Decision Date31 October 1883
Citation89 N.C. 198
CourtNorth Carolina Supreme Court
PartiesA. K. WEAVER v. VEIN MOUNTAIN MINING COMPANY.

OPINION TEXT STARTS HERE

PETITION for recordari heard at Chambers in Jefferson, Ashe county, on the 16th of May, 1883, before Gudger, J.

The action in which this proceeding was had originated in McDowell county. The plaintiff had obtained judgment against the defendant company before a justice of the peace on a contract for services rendered to it, and on the 7th of May, 1883, notice of the intended application of defendant for a writ of recordari was served upon the plaintiff. The plaintiff demanded oyer of the petition for the writ, which was refused by defendant, and thereupon the plaintiff prepared affidavits in opposition to the motion to grant the writ, and filed them on the day of the hearing before His Honor by way of answer to the petition, together with a transcript of the proceedings had before the justice of the peace. Upon the hearing, the judge refused to entertain the affidavits and exhibits of the plaintiff or to find the facts, but granted the defendant's motion, and the plaintiff appealed.

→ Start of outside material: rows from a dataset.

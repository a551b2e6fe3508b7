// File: crates/chart-examples/src/bin/lines.rs
// Summary: Minimal example that renders a two-point yearly line chart to a standalone SVG.

use anyhow::{Context, Result};
use chart_core::{render, Canvas, ChartConfig, RenderOptions, Series};

fn main() -> Result<()> {
    // Two yearly samples
    let series = Series::from_years(&[(2000, 50.0), (2010, 80.0)]);

    let mut config = ChartConfig::new("y");
    config.title = "T".into();
    let opts = RenderOptions::new().with("y axis", "on");

    let mut canvas = Canvas::new();
    let handle = render(&series, &config, &opts, None, &mut canvas);
    let chart = canvas.chart(handle).context("chart was not mounted")?;

    let out = std::path::PathBuf::from("target/out/example_lines.svg");
    chart.to_standalone_svg()?.write_to(&out)?;
    println!("Wrote {}", out.display());
    Ok(())
}
// File: crates/chart-batch/src/main.rs
// Summary: CLI entry point; loads the instruction and option sheets and exports every chart.

use std::path::PathBuf;
use std::time::Duration;

use anyhow::Result;
use chart_batch::logging::init_logging;
use chart_batch::{load_sources, read_instructions, read_options, run_batch, BatchSettings, ExportFormat};
use chart_core::RenderOptions;
use clap::Parser;
use tracing::warn;

#[derive(Parser, Debug)]
#[command(name = "chart-batch")]
#[command(about = "Render every line chart of an instruction sheet to SVG or PNG")]
struct Args {
    /// Instruction sheet, one chart per row
    #[arg(long, default_value = "graph_list.csv")]
    instructions: PathBuf,

    /// Two-column key,value sheet of render options
    #[arg(long)]
    options: Option<PathBuf>,

    /// Directory holding one sub-directory per dataset (datapoints.csv, concepts.csv)
    #[arg(long, default_value = "data")]
    data_dir: PathBuf,

    #[arg(long, value_enum, default_value = "svg")]
    format: ExportFormat,

    #[arg(long, default_value = "target/out")]
    out_dir: PathBuf,

    /// Raster scale factor for PNG output
    #[arg(long, default_value_t = chart_render_skia::DEFAULT_SCALE)]
    scale: f32,

    /// Pause between charts, in milliseconds
    #[arg(long, default_value_t = 300)]
    delay_ms: u64,

    /// Export only the chart with this id
    #[arg(long)]
    graph: Option<String>,

    /// Log level when RUST_LOG is not set
    #[arg(long, default_value = "info")]
    log_level: String,
}

fn main() -> Result<()> {
    let args = Args::parse();
    init_logging(&args.log_level);

    let instructions = read_instructions(&args.instructions)?;
    let options = match &args.options {
        Some(path) => read_options(path)?,
        None => RenderOptions::new(),
    };
    let sources = load_sources(&args.data_dir, instructions.iter().map(|i| i.dataset.trim()));

    let settings = BatchSettings {
        out_dir: args.out_dir,
        format: args.format,
        scale: args.scale,
        delay: Duration::from_millis(args.delay_ms),
        only: args.graph,
    };
    let report = run_batch(&instructions, &sources, &options, &settings);
    if report.written.is_empty() && !report.failed.is_empty() {
        warn!("no chart was exported");
    }
    println!("Wrote {} chart(s), skipped {}", report.written.len(), report.failed.len());
    Ok(())
}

Messrs. Sinclair & Sinclair, for plaintiff .

Messrs. Erwin & Morris and Battle & Mordecai, for defendant .

SMITH, C. J.

The writ of recordari under the former practice and retained in the new, as has been often declared, is used for two purposes: the one, in order to have a new trial of the case upon its merits, and this is a substitute for an appeal from a judgment rendered before a justice; the other, for a reversal of an erroneous judgment, performing in this respect the office of a court of error or a writ of false judgment. Leatherwood v. Moody, 3 Ired., 129; Webb v. Durham, 7 Ired., 130.

The remedy was usually sought in a direct ex-parte application to the judge in a verified petition setting out the facts, and the writ issued upon sufficient cause shown. Upon its return the opposite party was heard upon his motion to dismiss, or the petitioner's to have the cause docketed for trial. Caldwell v. Beatty, 68 N. C., 399.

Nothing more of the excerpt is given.